Abstract

Carotid body chemoreceptor responses to sudden changes in pETCO2 (end-tidal tracheal CO2 partial pressure) and paCO2 (arterial CO2 partial pressure) from one stable state to another at a constant level of PETO2 (end-tidal tracheal O2 partial pressure) and paO2 (arterial O2 partial pressure) were studied in 18 anesthetized cats. Chemoreceptor activity was recorded from single or pauci-fiber filaments of a cut sinus nerve. During a hypercapnic stimulus by CO2 inhalation the discharge rate rapidly increased to a peak and then adapted to a lower level in 20-30 s showing an overshoot in the response. Likewise, withdrawal of the hypercapnic stimulus was followed by an undershoot in chemoreceptor activity. Hypoxia decreased the latency of the response and increased the overshoot and stable state responses to hypercapnia. The responses to step paCO2 increases by blood perfusion were qualitatively similar but the latency and time to peak amplitude were shorter and the peak amplitude was larger at any given perfusate pO2. The stable state responses to a given paCO2 achieved by CO2 inhalation or by blood perfusion were similar.

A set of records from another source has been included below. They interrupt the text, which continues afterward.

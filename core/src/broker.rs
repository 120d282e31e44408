//! Message broker abstraction.
//!
//! The request/response protocol is built on a fire-and-forget
//! publish/subscribe transport. This module defines the minimal contract the
//! runtime needs from that transport, without committing to a concrete client
//! library:
//!
//! - [`Broker`]: an established connection that can open channels
//! - [`BrokerChannel`]: declares queues, binds them, publishes and consumes
//! - [`Delivery`] / [`MessageProperties`]: what travels over the wire
//!
//! # Implementations
//!
//! - `InMemoryBroker` (in `shardlink-testing`) - For testing (fast, deterministic)
//! - `LapinBroker` (in `shardlink-amqp`) - For production (AMQP 0-9-1)
//!
//! # Dyn Compatibility
//!
//! Both traits return `Pin<Box<dyn Future>>` rather than using `async fn` so
//! they can be used as trait objects (`Arc<dyn Broker>`), which is how the
//! runtime receives its transport.

use futures::Stream;
use std::future::Future;
use std::pin::Pin;
use std::sync::Arc;
use thiserror::Error;

/// Errors raised by the transport. All of them are transport-class failures.
#[derive(Error, Debug, Clone, PartialEq, Eq)]
pub enum BrokerError {
    /// Failed to connect to the broker
    #[error("Connection failed: {0}")]
    ConnectionFailed(String),

    /// Failed to open a channel on an established connection
    #[error("Failed to open channel: {0}")]
    ChannelOpenFailed(String),

    /// No usable channel is available (never opened, or being recreated)
    #[error("No usable channel is available")]
    ChannelUnavailable,

    /// The channel was closed by either side
    #[error("Channel closed: {0}")]
    ChannelClosed(String),

    /// Failed to declare a queue
    #[error("Queue declaration failed: {0}")]
    QueueDeclareFailed(String),

    /// Failed to bind a queue to an exchange
    #[error("Binding queue '{queue}' to exchange '{exchange}' with key '{routing_key}' failed: {reason}")]
    BindFailed {
        /// The queue being bound
        queue: String,
        /// The exchange it was bound to
        exchange: String,
        /// The binding key
        routing_key: String,
        /// The reason for failure
        reason: String,
    },

    /// Failed to start consuming from a queue
    #[error("Consume failed for queue '{queue}': {reason}")]
    ConsumeFailed {
        /// The queue
        queue: String,
        /// The reason for failure
        reason: String,
    },

    /// Failed to publish a message
    #[error("Publish failed to exchange '{exchange}' with key '{routing_key}': {reason}")]
    PublishFailed {
        /// The exchange
        exchange: String,
        /// The routing key
        routing_key: String,
        /// The reason for failure
        reason: String,
    },

    /// Failed to receive a delivery from an active consumer
    #[error("Delivery failed: {0}")]
    DeliveryFailed(String),
}

/// Message properties used by the RPC protocol.
///
/// Only the properties the protocol reads or writes are modelled; everything
/// else is left to the broker defaults.
#[derive(Debug, Clone, Default, PartialEq, Eq)]
pub struct MessageProperties {
    /// Correlation key linking a reply to its request
    pub correlation_id: Option<String>,
    /// Queue the reply should be addressed to
    pub reply_to: Option<String>,
    /// Message type; carries the status on replies (`"200"`, `"404"`, ...)
    pub kind: Option<String>,
    /// Content type; `application/octet-stream` marks a compressed body
    pub content_type: Option<String>,
}

impl MessageProperties {
    /// Set the correlation id.
    #[must_use]
    pub fn with_correlation_id(mut self, id: impl Into<String>) -> Self {
        self.correlation_id = Some(id.into());
        self
    }

    /// Set the reply-to queue.
    #[must_use]
    pub fn with_reply_to(mut self, queue: impl Into<String>) -> Self {
        self.reply_to = Some(queue.into());
        self
    }

    /// Set the message type.
    #[must_use]
    pub fn with_kind(mut self, kind: impl Into<String>) -> Self {
        self.kind = Some(kind.into());
        self
    }

    /// Set the content type.
    #[must_use]
    pub fn with_content_type(mut self, content_type: impl Into<String>) -> Self {
        self.content_type = Some(content_type.into());
        self
    }
}

/// A message received from a queue.
#[derive(Debug, Clone, PartialEq, Eq)]
pub struct Delivery {
    /// Exchange the message was published to (empty for the default exchange)
    pub exchange: String,
    /// Routing key the message was published with
    pub routing_key: String,
    /// Message properties
    pub properties: MessageProperties,
    /// Raw body
    pub body: Vec<u8>,
}

/// Queue declaration parameters.
#[derive(Debug, Clone, PartialEq, Eq)]
pub struct QueueSpec {
    /// Queue name; empty lets the server generate one
    pub name: String,
    /// Survive broker restarts
    pub durable: bool,
    /// Only usable by the declaring connection
    pub exclusive: bool,
    /// Deleted once the last consumer goes away
    pub auto_delete: bool,
}

impl QueueSpec {
    /// A private reply queue: server-named, non-durable, exclusive, auto-delete.
    #[must_use]
    pub fn reply_queue() -> Self {
        Self {
            name: String::new(),
            durable: false,
            exclusive: true,
            auto_delete: true,
        }
    }

    /// A server-named, non-durable, auto-delete queue for broadcast events.
    #[must_use]
    pub fn event_queue() -> Self {
        Self {
            name: String::new(),
            durable: false,
            exclusive: false,
            auto_delete: true,
        }
    }
}

/// Stream of deliveries from one consumer.
///
/// The stream ends when the consumer is cancelled or its channel closes.
pub type DeliveryStream = Pin<Box<dyn Stream<Item = Result<Delivery, BrokerError>> + Send>>;

/// Boxed future returned by the broker traits.
pub type BrokerFuture<'a, T> = Pin<Box<dyn Future<Output = Result<T, BrokerError>> + Send + 'a>>;

/// An established broker connection.
///
/// Connecting is implementation-specific (see `LapinBroker::connect`); once
/// connected, the runtime only needs to open channels. Implementations never
/// retry internally: retry policy belongs to the caller.
pub trait Broker: Send + Sync {
    /// Open a fresh channel on this connection.
    ///
    /// # Errors
    ///
    /// Returns [`BrokerError::ChannelOpenFailed`] or
    /// [`BrokerError::ConnectionFailed`] if the connection is unusable.
    fn open_channel(&self) -> BrokerFuture<'_, Arc<dyn BrokerChannel>>;
}

/// A channel on a broker connection.
pub trait BrokerChannel: Send + Sync {
    /// Declare a queue and return its (possibly server-generated) name.
    ///
    /// # Errors
    ///
    /// Returns [`BrokerError::QueueDeclareFailed`] on failure.
    fn declare_queue(&self, spec: QueueSpec) -> BrokerFuture<'_, String>;

    /// Bind `queue` to `exchange` with `routing_key`.
    ///
    /// # Errors
    ///
    /// Returns [`BrokerError::BindFailed`] on failure.
    fn bind_queue<'a>(
        &'a self,
        queue: &'a str,
        exchange: &'a str,
        routing_key: &'a str,
    ) -> BrokerFuture<'a, ()>;

    /// Publish `body` to `exchange` with `routing_key`.
    ///
    /// The empty exchange name addresses the broker's default exchange, which
    /// routes directly to the queue named by `routing_key`.
    ///
    /// # Errors
    ///
    /// Returns [`BrokerError::PublishFailed`] or
    /// [`BrokerError::ChannelClosed`] if the message could not be handed over.
    fn publish<'a>(
        &'a self,
        exchange: &'a str,
        routing_key: &'a str,
        properties: MessageProperties,
        body: Vec<u8>,
    ) -> BrokerFuture<'a, ()>;

    /// Start consuming `queue` with automatic acknowledgement.
    ///
    /// # Errors
    ///
    /// Returns [`BrokerError::ConsumeFailed`] on failure.
    fn consume<'a>(&'a self, queue: &'a str) -> BrokerFuture<'a, DeliveryStream>;

    /// Close the channel.
    ///
    /// # Errors
    ///
    /// Returns [`BrokerError::ChannelClosed`] if the channel could not be
    /// closed cleanly (for example because it is already dead).
    fn close(&self) -> BrokerFuture<'_, ()>;

    /// Whether the channel is still usable.
    fn is_open(&self) -> bool;
}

The transient overshoot and undershoot in the activity produced by the increase and decrease in paCO2 were blocked by acetazolamide, a carbonic anhydrase inhibitor. The results are best explained by postulating that in the carotid body tissue, H+ is generated from CO2 in one compartment in the presence of carbonic anhydrase and is transported to another containing the receptor site in a pO2 dependent way--a high pO2 attenuating and a low pO2 augmenting it.